Elementary, Snidely
"But I don't understand how you can just stand here, out on this beach, and declare that Jason Dunn has run away with his college football offensive team coach and lost his virginity, Doctor Klein. The Dunns paid us to find their son, and I very much doubt they will be amused with the elaborate and very offensive story you've come up with by way of explanation."
"It's elementary, Snidely. And if you'll just take another stroll down this beach with me while we're waiting for the police, I'll show you how easy it is to work out."
Klein didn't wait for an answer; he just strode off down to the water line, puffing on his pipe, swinging his walking stick, and looking at the sand, and then turned south. With a slight shrug, Snidely followed him.
"Here, what do you see there, Snidely?"
"Footprints. Footprints on the wet sand. I don't see what that proves, Doctor."
"Observe the footprints and learn, Snidely. How many pairs of footprints do you see?"
"Two."
"And are they the same?"
"Well, no. one set is dug in more than the other and is set at longer strides.
"Precisely. Let's follow them. Oh, by the way, what is their relationship to each other?"
"They are proceeding side by side," Snidely answered.
"Very good. But what do we have here, now?"
They appear to have stopped and to have come to facing each other, almost toe to toe."
"Very good. And so, there we have it," declared Doctor Klein, as he puffed contentedly on his pipe.
"Have what?" Snidely asked, his faced screwed up in confusion.
"Oh, for the love of. . . . All right, let us follow the footsteps as they resume, shall we?"
They strolled down the sand, parallel to the breaking waves.
"And what do you see there?" Klein stopped abruptly and asked.

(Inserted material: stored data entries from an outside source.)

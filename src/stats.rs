//! Shared telemetry state.
//!
//! The ingestion task is the only writer while a miner runs; status readers
//! receive an owned [`StatusReport`] copied out under the lock, so they never
//! observe a half-applied update.

use crate::telemetry::{Hashrate, ParseUpdate};
use serde::Serialize;
use std::collections::VecDeque;
use std::sync::{PoisonError, RwLock, RwLockReadGuard, RwLockWriteGuard};
use std::time::Instant;

/// Number of raw output lines retained for status readers.
pub const LOG_RING_CAPACITY: usize = 200;

pub const UNKNOWN_LABEL: &str = "Unknown";

/// Current normalised telemetry for the supervised miner.
#[derive(Debug, Clone)]
pub struct TelemetrySnapshot {
    pub hashrate: Hashrate,
    pub accepted: u64,
    pub rejected: u64,
    pub algo: String,
    pub pool: String,
    pub running: bool,
    pub pid: Option<u32>,
    pub started_at: Option<Instant>,
}

impl Default for TelemetrySnapshot {
    fn default() -> Self {
        Self {
            hashrate: Hashrate::default(),
            accepted: 0,
            rejected: 0,
            algo: UNKNOWN_LABEL.to_string(),
            pool: UNKNOWN_LABEL.to_string(),
            running: false,
            pid: None,
            started_at: None,
        }
    }
}

impl TelemetrySnapshot {
    fn apply(&mut self, update: &ParseUpdate) {
        if let Some(hashrate) = update.hashrate {
            self.hashrate = hashrate;
        }
        if let Some(counter) = update.accepted {
            self.accepted = counter.apply(self.accepted);
        }
        if let Some(counter) = update.rejected {
            self.rejected = counter.apply(self.rejected);
        }
        if let Some(algo) = &update.algo {
            self.algo.clone_from(algo);
        }
    }

    fn uptime_secs(&self, now: Instant) -> u64 {
        match (self.running, self.started_at) {
            (true, Some(started)) => now.saturating_duration_since(started).as_secs(),
            _ => 0,
        }
    }
}

/// Fixed-capacity buffer of the most recent raw lines, oldest evicted first.
#[derive(Debug, Default)]
pub struct RawLogRing {
    lines: VecDeque<String>,
}

impl RawLogRing {
    pub fn new() -> Self {
        Self {
            lines: VecDeque::with_capacity(LOG_RING_CAPACITY),
        }
    }

    pub fn push(&mut self, line: String) {
        if self.lines.len() >= LOG_RING_CAPACITY {
            self.lines.pop_front();
        }
        self.lines.push_back(line);
    }

    pub fn clear(&mut self) {
        self.lines.clear();
    }

    /// Oldest first, newest last.
    pub fn to_vec(&self) -> Vec<String> {
        self.lines.iter().cloned().collect()
    }
}

/// Stats block of the exported status, in display form.
#[derive(Debug, Clone, PartialEq, Serialize)]
pub struct StatsView {
    pub hashrate: String,
    pub accepted: u64,
    pub rejected: u64,
    pub algo: String,
    pub pool: String,
    pub uptime: u64,
}

/// Point-in-time copy of the supervisor state handed to observers.
#[derive(Debug, Clone, PartialEq, Serialize)]
pub struct StatusReport {
    pub running: bool,
    pub pid: Option<u32>,
    pub stats: StatsView,
    pub logs: Vec<String>,
}

#[derive(Debug, Default)]
struct Inner {
    snapshot: TelemetrySnapshot,
    ring: RawLogRing,
}

/// Single point of synchronisation for telemetry and retained output.
#[derive(Debug, Default)]
pub struct StatsStore {
    inner: RwLock<Inner>,
}

impl StatsStore {
    pub fn new() -> Self {
        Self::default()
    }

    fn write(&self) -> RwLockWriteGuard<'_, Inner> {
        self.inner.write().unwrap_or_else(PoisonError::into_inner)
    }

    fn read(&self) -> RwLockReadGuard<'_, Inner> {
        self.inner.read().unwrap_or_else(PoisonError::into_inner)
    }

    /// Clears counters and retained lines and marks a fresh run as live.
    pub fn reset_for_start(&self, pid: u32, started_at: Instant, algo: Option<&str>, pool: Option<&str>) {
        let mut inner = self.write();
        inner.snapshot = TelemetrySnapshot {
            running: true,
            pid: Some(pid),
            started_at: Some(started_at),
            algo: algo.unwrap_or(UNKNOWN_LABEL).to_string(),
            pool: pool.unwrap_or(UNKNOWN_LABEL).to_string(),
            ..TelemetrySnapshot::default()
        };
        inner.ring.clear();
    }

    /// Records one cleaned output line and the update parsed from it.
    pub fn record_line(&self, line: String, update: &ParseUpdate) {
        let mut inner = self.write();
        inner.ring.push(line);
        if !update.is_empty() {
            inner.snapshot.apply(update);
        }
    }

    /// Clears the live flag. Counters and lines stay readable until the
    /// next start.
    pub fn mark_stopped(&self) {
        let mut inner = self.write();
        inner.snapshot.running = false;
        inner.snapshot.pid = None;
    }

    pub fn snapshot(&self) -> StatusReport {
        let inner = self.read();
        let snap = &inner.snapshot;
        StatusReport {
            running: snap.running,
            pid: snap.pid,
            stats: StatsView {
                hashrate: snap.hashrate.to_string(),
                accepted: snap.accepted,
                rejected: snap.rejected,
                algo: snap.algo.clone(),
                pool: snap.pool.clone(),
                uptime: snap.uptime_secs(Instant::now()),
            },
            logs: inner.ring.to_vec(),
        }
    }
}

"Well, the sand looks a little scruffed up, but there are those footprints pointed at each other again."
"Notice anything different about them?"
"N-o-o. Wait, yes. The smaller ones appear only as toe prints and they are at the same level and inside the larger ones. And the heels of the bigger one appear to be dug in. Don't know what you'd make of that, though."
"Well, what do you make of these?" Klein asked, as he stuck his walking stick into the line of sea oats nearby and came up with two garments? Let's see, blue medium-sized Speedo and orange large-sized boxer trunks.
"That certainly does look suspicious, I must say, but hardly conclusive. There's nothing to tie these footprints and the bathing trunks to anyone or to each other."
"Fair enough. Look at the steps leading away from here, Snidely. What do you see?"
"Both sets are shallower than before and the strides are farther apart."
"So, that would mean . . .?"
Snidely cogitated on that for a while and then a light went on over his head. "They were running from this point. They both were running."
"Brilliant! You got it in one. Let's press ahead, shall we?"
And after fifty feet or so, Klein stopped and pointed at the wet sand. "And here, what do you make of this, Snidely?"
"Well, I'm afraid I don't want to say." He was looking at another area of the sand that was scruffed up. In the middle of the churned-up sand, the two pairs of footprints were pointed in the same direction, with the larger ones close behind and between the two lighter ones, which were set wide apart. Both sets were dug in at the balls of the feet. And in front of the lighter footprints, Snidely could see two palm prints burrowing into the sand."
"I say!" he said with a snort. "I still don't see that this absolutely proves anything, Doctor Klein. The Dunn's are very important people. You can't just jump from this evidence to the conclusions you have drawn. Just what makes you so sure of your findings?"
"Lord love a duck, Snidely, are you blind, Man? Look over by that rock. If I'm not seriously mistaken—and I rarely am—that is Jason Dunn on his side with his leg waving in the air, and that's Coach Tomlin lying behind him with his big dick stuffed nine-tenths up young Jason's ass and side-splitting him for all he's worth."